Publishers may all be moving toward commerce, but PopSugar plunged into it.
Last week, the fashion-focused publisher rolled out an article format called PopSugar Shop. When someone lands on one of these posts, like “The Biggest Designer Shoes of 2017,” a circle pops up in the lower-left corner of the browser window that invites the reader to peruse similar items, other products from the same brand or search for new ones — providing access to as many as 18 million products. Brian Sugar, PopSugar’s founder and CEO, called the new posts a “complete reimagination of content and commerce.”
While all of PopSugar’s 100 content creators have access to the tools to create these commerce posts, the company also has a team of four staffers dedicated to creating these posts using the new format.
In its first week of tests, the shoppable posts have driven 87 percent more clicks to retailers’ sites than previous commerce-focused articles, according to PopSugar (the company did not comment on conversions). Chris George, svp of product marketing and sales strategy at PopSugar, expects that number, along with the number of posts, to increase as the company learns what works best. The new format is intended to bridge the gap between reading and shopping, two activities that both retailers and publishers have struggled to bring closer together.
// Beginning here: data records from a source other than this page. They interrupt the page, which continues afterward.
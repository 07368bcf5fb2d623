//! # Database Schema
//!
//! SQL schema for the embedded cache database.

/// Current schema version
pub const SCHEMA_VERSION: i32 = 3;

/// SQL to create all tables
pub const CREATE_TABLES: &str = r#"
-- Schema version tracking
CREATE TABLE IF NOT EXISTS schema_version (
    version INTEGER PRIMARY KEY
);

-- Spaces this node owns keys for
-- space_id is deterministic over the key set, so the row is idempotent
CREATE TABLE IF NOT EXISTS spaces (
    -- Deterministic space identifier
    space_id TEXT PRIMARY KEY,
    -- Owning identifier (user AID or org AID)
    owner_id TEXT NOT NULL,
    -- private | community | community-readonly | admin
    space_type TEXT NOT NULL,
    -- Path of the persisted key bundle relative to the data dir
    keys_path TEXT NOT NULL,
    created_at INTEGER NOT NULL
);

CREATE INDEX IF NOT EXISTS idx_spaces_owner ON spaces(owner_id);

-- Credential cache (source of the trust graph)
CREATE TABLE IF NOT EXISTS credentials (
    -- Self-addressing identifier; byte-level dedup key
    said TEXT PRIMARY KEY,
    issuer_id TEXT NOT NULL,
    recipient_id TEXT NOT NULL,
    schema_id TEXT NOT NULL,
    -- Opaque credential body (JSON)
    data TEXT NOT NULL,
    timestamp INTEGER NOT NULL,
    signature TEXT,
    expires_at INTEGER,
    received_at INTEGER NOT NULL
);

CREATE INDEX IF NOT EXISTS idx_credentials_recipient ON credentials(recipient_id);
CREATE INDEX IF NOT EXISTS idx_credentials_issuer ON credentials(issuer_id);

-- Endorsement cache
CREATE TABLE IF NOT EXISTS endorsements (
    said TEXT PRIMARY KEY,
    endorser_id TEXT NOT NULL,
    endorsee_id TEXT NOT NULL,
    claim TEXT NOT NULL,
    confidence REAL NOT NULL,
    timestamp INTEGER NOT NULL,
    revoked INTEGER NOT NULL DEFAULT 0,
    revoked_at INTEGER,
    revocation_said TEXT,
    revocation_reason TEXT
);

CREATE INDEX IF NOT EXISTS idx_endorsements_endorsee ON endorsements(endorsee_id);
CREATE INDEX IF NOT EXISTS idx_endorsements_endorser ON endorsements(endorser_id);

-- Key event log cache, append-only per identifier
CREATE TABLE IF NOT EXISTS kel_events (
    aid TEXT NOT NULL,
    sequence INTEGER NOT NULL,
    -- Raw key event (JSON), stored verbatim
    event TEXT NOT NULL,
    received_at INTEGER NOT NULL,
    PRIMARY KEY (aid, sequence)
);
"#;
For now, PopSugar Shop articles comprise about 5 percent of the content published every day, focused on beauty, fashion and home. George said the overall share will grow as the publisher discovers what works best and expand into other PopSugar editorial categories, including fitness, travel and celebrity. 20,000 archived commerce posts were converted to this new format, which will help George and his team optimize it further.
“You need commerce functionality to find what you’re looking for,” George said. He noted that while editorial content often inspires subsequent purchases, often the items found during those sessions wind up orphaned in random browser tabs, never to be revisited. “There’s a lot of dead-end experiences,” George said. PopSugar is betting that, if it can recreate that shopping experience on its own properties, it can drive more clicks to retailers, and more conversions.
PopSugar has long mixed commerce into its editorial operations. It was one of the first publishers to embrace the affiliate-links strategy that’s now being embraced en masse, starting off with shoppable posts back in 2006; one of the first digital publishers to launch a line of subscription boxes back in 2012; one of the first to try and hack commerce into Snapchat; and one of the first to monetize social video by turning it into a kind of sponsored-content channel.
As a private company, PopSugar wouldn’t say how much revenue it makes from commerce-based content.
The ingredient that allows PopSugar Shop to operate at the scale it does is ShopStyle, a shopping-based search engine PopSugar used to own. (It sold ShopStyle for an undisclosed price to the Rakuten-owned Ebates in February.) Instead of having to find deals or retailers for items they want to recommend to readers, PopSugar staffers can search for items on ShopStyle directly from its content-management system. If an item is available from a number of different retailers, like a pair of Vans sneakers, ShopStyle will choose a retailer automatically, trying to pick the one most likely to lead to a conversion.